WHAT TO DO:
Nothing but the lines from the one containing "f.write_str(self.as_str())" through the one containing "An authorizable API", both included, should be given again, each exactly as written below.
#### RECORDS PROVIDED ####
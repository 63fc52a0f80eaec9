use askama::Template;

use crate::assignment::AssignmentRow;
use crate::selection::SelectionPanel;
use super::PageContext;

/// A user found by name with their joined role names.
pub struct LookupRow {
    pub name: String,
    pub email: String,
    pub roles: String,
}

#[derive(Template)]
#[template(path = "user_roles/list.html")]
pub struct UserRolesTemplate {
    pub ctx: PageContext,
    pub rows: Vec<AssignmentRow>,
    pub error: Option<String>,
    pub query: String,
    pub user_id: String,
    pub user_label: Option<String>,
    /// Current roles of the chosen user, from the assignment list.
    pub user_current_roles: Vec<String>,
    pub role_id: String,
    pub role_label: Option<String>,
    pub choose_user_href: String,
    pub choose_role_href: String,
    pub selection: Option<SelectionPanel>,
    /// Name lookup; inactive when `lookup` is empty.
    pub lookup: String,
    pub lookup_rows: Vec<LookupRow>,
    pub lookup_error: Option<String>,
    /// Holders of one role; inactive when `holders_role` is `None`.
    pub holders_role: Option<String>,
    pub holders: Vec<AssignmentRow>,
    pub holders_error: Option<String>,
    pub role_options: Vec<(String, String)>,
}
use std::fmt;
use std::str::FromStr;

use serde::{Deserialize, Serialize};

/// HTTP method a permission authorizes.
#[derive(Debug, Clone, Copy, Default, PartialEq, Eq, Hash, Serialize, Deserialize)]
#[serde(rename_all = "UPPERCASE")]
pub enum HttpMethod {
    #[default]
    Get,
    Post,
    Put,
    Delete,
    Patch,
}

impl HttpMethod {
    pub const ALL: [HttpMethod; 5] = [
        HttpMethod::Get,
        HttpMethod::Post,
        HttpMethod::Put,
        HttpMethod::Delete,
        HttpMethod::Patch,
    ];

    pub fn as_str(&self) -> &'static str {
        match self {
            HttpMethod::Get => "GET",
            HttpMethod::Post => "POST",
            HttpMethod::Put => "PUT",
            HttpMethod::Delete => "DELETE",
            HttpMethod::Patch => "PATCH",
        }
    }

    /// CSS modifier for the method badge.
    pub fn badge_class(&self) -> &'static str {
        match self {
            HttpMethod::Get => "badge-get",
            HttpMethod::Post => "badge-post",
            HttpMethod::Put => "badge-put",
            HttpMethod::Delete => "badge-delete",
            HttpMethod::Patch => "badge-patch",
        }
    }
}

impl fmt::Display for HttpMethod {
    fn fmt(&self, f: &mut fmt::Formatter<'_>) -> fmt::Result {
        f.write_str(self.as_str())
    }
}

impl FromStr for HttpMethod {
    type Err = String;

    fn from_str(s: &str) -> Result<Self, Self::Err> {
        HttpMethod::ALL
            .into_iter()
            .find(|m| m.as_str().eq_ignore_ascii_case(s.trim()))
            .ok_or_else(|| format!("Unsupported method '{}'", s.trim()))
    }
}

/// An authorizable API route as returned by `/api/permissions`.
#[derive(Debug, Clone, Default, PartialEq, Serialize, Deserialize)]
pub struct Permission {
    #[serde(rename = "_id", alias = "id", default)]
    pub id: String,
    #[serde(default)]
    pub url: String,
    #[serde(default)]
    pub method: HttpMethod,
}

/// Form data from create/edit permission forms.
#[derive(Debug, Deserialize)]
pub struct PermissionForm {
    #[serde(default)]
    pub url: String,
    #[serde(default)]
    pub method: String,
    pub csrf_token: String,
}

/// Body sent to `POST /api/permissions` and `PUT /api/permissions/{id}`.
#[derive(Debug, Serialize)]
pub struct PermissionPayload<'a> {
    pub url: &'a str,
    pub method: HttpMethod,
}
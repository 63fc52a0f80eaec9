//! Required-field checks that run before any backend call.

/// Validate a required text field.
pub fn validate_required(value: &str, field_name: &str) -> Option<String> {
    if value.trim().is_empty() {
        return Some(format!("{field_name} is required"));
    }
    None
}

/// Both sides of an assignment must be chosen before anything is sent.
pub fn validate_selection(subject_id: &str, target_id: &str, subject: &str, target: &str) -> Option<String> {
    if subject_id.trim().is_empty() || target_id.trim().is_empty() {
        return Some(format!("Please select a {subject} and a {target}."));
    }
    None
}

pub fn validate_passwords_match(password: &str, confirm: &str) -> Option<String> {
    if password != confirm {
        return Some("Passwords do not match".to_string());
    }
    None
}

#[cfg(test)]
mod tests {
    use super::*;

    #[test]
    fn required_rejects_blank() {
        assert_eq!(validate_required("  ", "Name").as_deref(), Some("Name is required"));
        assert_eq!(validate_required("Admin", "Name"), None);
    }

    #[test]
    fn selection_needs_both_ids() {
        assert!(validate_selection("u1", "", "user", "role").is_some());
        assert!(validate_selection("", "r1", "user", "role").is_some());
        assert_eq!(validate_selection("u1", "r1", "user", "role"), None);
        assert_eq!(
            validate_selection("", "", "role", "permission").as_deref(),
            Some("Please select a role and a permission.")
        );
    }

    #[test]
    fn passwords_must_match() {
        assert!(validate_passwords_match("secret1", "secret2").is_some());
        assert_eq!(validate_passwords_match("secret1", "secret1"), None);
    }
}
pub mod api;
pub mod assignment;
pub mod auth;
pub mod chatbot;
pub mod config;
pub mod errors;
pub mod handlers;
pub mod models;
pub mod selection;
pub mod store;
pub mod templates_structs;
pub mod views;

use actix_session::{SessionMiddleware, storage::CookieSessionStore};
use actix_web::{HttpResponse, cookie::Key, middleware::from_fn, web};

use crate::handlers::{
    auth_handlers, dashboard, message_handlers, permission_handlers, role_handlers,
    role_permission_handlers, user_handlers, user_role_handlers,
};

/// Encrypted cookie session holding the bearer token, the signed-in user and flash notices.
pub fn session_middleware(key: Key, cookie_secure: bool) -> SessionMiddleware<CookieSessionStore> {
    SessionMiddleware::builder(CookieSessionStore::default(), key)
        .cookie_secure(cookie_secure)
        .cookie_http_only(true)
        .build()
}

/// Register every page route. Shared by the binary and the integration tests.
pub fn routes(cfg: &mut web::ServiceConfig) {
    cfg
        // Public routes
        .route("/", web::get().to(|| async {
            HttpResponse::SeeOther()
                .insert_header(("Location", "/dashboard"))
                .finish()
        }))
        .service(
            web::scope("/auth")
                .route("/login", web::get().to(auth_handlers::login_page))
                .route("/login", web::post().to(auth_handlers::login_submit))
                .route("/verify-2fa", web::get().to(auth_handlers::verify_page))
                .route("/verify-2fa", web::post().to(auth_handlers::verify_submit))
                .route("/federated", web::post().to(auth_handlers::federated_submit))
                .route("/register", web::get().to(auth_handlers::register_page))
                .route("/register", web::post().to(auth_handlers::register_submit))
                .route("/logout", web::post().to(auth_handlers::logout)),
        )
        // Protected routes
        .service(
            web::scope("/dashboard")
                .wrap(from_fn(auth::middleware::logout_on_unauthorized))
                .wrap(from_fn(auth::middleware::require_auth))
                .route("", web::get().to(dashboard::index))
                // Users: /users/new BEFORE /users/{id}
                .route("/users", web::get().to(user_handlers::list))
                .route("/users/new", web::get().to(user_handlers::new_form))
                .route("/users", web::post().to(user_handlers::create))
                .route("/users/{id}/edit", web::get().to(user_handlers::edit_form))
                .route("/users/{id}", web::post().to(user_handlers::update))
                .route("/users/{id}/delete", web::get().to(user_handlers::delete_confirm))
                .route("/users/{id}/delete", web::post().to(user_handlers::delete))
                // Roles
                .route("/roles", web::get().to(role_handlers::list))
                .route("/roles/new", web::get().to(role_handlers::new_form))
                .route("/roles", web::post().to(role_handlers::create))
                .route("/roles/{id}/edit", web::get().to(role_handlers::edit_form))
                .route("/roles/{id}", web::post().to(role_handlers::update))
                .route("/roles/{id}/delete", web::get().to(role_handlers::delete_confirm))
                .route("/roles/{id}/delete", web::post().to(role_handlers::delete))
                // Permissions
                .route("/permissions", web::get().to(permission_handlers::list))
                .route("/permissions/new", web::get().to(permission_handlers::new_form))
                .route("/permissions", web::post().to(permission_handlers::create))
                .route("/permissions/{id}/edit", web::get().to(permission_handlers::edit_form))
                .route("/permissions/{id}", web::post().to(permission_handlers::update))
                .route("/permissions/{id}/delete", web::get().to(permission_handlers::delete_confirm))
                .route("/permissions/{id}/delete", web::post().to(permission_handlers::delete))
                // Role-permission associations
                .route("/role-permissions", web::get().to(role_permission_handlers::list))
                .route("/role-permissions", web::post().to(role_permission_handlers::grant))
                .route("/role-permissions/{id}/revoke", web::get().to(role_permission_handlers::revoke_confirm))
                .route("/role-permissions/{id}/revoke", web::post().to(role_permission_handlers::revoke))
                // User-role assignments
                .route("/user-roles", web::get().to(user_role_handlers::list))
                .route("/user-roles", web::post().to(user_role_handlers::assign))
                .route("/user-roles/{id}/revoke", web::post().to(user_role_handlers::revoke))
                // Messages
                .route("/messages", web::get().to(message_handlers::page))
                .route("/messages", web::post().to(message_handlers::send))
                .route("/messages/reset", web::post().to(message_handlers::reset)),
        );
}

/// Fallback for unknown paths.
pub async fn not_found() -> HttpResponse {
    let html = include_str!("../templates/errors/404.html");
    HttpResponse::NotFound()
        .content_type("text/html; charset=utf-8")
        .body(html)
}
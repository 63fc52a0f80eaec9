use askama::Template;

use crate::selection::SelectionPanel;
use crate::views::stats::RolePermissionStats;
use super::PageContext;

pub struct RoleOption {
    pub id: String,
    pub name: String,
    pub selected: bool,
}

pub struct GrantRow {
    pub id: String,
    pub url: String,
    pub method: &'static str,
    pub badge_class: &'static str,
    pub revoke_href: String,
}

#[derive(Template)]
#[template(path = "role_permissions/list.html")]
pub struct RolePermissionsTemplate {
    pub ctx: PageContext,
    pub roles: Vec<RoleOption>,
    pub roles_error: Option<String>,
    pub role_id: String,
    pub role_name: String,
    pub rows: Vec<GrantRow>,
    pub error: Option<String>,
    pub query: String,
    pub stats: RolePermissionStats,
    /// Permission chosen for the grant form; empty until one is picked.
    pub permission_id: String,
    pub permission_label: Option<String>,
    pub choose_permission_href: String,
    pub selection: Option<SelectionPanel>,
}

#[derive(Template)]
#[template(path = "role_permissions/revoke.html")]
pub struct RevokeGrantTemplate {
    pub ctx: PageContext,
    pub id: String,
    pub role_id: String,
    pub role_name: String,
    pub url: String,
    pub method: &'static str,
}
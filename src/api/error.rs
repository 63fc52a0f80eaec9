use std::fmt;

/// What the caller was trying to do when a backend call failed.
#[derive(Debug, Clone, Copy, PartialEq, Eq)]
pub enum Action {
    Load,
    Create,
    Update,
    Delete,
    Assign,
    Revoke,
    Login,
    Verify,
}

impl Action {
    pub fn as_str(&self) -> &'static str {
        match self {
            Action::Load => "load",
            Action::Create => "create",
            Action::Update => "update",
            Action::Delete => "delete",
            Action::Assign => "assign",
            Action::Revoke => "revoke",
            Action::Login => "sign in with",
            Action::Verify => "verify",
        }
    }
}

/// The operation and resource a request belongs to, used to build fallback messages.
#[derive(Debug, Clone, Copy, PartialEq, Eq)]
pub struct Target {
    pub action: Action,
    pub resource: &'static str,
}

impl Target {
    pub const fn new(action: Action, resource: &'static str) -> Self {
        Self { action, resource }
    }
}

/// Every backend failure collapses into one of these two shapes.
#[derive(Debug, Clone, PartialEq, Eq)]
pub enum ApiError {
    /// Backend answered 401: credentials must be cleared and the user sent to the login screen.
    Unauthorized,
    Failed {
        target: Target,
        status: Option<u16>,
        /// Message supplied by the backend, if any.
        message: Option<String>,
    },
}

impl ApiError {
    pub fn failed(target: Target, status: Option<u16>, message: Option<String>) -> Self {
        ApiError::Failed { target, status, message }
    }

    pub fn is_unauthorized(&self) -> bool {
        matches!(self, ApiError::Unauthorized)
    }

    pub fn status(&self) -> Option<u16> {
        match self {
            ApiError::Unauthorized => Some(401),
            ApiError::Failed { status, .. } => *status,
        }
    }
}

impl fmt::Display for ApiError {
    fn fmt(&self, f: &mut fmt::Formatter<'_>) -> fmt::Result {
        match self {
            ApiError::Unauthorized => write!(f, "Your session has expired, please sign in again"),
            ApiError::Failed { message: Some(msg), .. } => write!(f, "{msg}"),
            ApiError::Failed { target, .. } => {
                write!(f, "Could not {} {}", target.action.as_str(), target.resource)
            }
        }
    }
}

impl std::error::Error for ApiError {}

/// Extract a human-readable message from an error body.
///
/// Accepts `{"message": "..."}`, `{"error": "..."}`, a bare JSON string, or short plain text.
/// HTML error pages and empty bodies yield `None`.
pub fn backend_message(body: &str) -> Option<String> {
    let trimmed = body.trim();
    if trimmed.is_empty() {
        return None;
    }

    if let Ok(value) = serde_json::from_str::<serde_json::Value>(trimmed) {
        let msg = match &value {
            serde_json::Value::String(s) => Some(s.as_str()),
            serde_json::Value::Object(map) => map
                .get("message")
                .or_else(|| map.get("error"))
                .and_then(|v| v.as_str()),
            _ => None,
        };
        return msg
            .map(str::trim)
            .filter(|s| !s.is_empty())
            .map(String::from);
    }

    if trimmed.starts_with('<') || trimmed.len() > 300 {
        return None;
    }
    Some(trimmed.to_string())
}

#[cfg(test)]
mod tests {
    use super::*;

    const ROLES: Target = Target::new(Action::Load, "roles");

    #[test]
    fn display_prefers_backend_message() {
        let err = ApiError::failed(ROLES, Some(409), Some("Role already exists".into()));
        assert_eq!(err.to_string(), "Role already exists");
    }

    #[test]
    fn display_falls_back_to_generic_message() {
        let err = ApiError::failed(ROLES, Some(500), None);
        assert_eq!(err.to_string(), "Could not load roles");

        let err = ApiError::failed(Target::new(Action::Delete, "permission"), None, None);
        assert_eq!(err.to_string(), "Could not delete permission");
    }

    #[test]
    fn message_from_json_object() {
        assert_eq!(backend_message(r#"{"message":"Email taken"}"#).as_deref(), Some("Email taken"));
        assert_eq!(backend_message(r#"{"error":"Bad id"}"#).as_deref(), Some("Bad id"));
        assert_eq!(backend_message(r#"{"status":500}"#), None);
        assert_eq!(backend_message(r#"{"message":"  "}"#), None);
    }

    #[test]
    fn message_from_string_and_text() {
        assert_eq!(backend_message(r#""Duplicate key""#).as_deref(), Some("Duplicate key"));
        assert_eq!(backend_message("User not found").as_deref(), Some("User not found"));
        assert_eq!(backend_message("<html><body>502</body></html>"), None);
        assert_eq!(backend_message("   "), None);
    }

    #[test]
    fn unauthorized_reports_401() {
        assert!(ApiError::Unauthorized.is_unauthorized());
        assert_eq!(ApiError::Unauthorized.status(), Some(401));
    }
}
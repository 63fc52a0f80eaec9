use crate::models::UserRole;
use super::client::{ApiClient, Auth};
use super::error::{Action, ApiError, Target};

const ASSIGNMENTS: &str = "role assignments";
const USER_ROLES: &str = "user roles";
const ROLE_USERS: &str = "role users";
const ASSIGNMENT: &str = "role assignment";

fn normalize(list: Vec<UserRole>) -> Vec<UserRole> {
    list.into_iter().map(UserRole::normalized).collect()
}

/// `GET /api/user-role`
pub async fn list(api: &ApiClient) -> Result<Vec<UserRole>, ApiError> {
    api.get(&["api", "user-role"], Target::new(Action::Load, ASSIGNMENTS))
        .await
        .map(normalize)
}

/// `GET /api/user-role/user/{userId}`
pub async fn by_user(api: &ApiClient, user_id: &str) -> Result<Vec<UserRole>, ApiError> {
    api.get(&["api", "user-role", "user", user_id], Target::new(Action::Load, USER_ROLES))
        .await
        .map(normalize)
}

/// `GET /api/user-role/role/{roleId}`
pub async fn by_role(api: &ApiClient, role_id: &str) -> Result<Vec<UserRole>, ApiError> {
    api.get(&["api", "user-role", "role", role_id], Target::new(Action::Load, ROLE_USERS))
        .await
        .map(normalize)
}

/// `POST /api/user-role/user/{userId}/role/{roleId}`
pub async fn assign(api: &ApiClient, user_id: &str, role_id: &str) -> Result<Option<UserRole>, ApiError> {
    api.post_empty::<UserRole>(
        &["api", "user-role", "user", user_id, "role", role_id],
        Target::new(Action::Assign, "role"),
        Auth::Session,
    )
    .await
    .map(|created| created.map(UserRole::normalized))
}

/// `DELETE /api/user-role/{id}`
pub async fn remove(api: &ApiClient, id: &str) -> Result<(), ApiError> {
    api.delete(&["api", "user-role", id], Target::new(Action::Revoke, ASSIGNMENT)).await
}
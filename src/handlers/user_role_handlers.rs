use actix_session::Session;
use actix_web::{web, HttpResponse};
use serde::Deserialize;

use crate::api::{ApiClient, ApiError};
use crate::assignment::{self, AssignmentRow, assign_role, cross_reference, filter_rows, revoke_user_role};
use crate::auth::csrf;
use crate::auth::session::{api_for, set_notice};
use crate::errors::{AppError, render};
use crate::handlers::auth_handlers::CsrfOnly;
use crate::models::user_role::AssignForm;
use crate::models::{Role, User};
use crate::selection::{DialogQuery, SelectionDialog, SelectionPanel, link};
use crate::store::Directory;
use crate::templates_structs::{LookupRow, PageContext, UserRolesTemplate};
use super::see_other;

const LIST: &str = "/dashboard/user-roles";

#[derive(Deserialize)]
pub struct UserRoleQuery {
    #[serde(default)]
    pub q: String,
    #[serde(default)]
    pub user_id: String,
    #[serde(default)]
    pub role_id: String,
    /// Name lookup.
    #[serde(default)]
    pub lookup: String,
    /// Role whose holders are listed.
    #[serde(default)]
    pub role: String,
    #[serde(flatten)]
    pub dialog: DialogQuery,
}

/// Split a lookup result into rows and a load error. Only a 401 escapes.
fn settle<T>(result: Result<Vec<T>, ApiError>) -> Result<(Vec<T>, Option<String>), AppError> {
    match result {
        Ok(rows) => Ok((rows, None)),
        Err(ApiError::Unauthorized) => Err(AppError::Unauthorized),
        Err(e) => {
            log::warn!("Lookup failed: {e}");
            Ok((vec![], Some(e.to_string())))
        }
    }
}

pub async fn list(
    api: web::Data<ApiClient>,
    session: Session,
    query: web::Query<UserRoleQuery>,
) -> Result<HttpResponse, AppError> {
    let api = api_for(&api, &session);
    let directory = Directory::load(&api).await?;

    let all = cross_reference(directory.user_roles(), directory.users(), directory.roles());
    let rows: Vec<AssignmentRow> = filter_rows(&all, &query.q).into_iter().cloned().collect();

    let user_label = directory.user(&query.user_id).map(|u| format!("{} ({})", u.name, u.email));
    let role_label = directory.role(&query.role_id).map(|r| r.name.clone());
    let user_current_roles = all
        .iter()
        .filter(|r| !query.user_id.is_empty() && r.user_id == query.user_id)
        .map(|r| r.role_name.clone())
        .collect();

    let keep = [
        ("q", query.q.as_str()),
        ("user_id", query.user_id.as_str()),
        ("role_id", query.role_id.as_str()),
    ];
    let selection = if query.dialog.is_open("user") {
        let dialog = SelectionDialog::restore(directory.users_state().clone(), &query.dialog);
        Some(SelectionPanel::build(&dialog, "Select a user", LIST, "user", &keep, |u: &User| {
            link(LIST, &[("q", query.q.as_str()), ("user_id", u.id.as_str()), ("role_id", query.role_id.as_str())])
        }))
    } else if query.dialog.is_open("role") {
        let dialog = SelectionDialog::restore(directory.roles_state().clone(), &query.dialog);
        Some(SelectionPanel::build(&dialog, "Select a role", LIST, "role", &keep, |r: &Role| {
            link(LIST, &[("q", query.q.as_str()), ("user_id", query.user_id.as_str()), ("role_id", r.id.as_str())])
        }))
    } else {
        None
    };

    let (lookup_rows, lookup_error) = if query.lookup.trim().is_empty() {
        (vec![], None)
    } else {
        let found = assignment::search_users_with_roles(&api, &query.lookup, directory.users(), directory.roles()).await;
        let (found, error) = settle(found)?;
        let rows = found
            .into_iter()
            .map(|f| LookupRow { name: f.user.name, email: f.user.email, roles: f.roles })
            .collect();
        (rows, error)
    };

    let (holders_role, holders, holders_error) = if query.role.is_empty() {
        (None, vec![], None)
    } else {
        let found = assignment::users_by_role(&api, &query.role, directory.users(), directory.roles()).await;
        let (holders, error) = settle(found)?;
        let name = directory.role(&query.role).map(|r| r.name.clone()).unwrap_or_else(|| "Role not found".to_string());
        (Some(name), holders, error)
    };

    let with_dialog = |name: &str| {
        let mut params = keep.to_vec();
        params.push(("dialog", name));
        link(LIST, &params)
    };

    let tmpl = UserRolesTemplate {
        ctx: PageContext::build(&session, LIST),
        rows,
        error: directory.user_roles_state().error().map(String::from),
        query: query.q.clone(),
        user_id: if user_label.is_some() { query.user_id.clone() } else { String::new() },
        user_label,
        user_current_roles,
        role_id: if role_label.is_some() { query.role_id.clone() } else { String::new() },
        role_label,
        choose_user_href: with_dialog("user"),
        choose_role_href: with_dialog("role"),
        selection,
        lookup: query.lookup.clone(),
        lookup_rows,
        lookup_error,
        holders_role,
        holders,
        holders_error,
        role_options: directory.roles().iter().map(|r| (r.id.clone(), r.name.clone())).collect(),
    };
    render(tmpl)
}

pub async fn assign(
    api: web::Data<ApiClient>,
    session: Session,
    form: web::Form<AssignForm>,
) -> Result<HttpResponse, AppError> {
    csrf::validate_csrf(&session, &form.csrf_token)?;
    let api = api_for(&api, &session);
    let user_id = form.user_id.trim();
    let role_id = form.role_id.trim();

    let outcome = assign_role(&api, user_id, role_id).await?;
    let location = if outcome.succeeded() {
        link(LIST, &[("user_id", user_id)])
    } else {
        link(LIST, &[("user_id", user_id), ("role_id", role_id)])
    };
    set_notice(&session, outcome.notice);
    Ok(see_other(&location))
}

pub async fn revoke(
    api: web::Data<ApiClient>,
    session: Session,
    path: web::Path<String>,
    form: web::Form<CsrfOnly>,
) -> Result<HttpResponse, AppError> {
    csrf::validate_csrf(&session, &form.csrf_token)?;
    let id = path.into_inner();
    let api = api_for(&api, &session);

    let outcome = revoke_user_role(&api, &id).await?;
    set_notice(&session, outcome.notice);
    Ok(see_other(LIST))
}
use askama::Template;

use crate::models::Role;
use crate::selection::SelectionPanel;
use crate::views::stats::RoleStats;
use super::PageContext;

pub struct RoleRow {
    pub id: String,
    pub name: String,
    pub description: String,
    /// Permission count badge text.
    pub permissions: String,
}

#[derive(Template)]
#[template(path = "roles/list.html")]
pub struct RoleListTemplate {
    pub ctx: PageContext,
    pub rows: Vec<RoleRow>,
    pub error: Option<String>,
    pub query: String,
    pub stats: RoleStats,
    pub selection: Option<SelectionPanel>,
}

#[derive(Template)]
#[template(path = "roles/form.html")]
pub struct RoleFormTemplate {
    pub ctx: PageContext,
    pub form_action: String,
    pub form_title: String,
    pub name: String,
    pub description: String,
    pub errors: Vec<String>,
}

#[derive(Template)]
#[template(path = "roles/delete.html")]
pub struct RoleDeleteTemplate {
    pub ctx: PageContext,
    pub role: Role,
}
####
REPLY TO THE TASK:
        f.write_str(self.as_str())
    }
}

impl FromStr for HttpMethod {
    type Err = String;

    fn from_str(s: &str) -> Result<Self, Self::Err> {
        HttpMethod::ALL
            .into_iter()
            .find(|m| m.as_str().eq_ignore_ascii_case(s.trim()))
            .ok_or_else(|| format!("Unsupported method '{}'", s.trim()))
    }
}

/// An authorizable API route as returned by `/api/permissions`.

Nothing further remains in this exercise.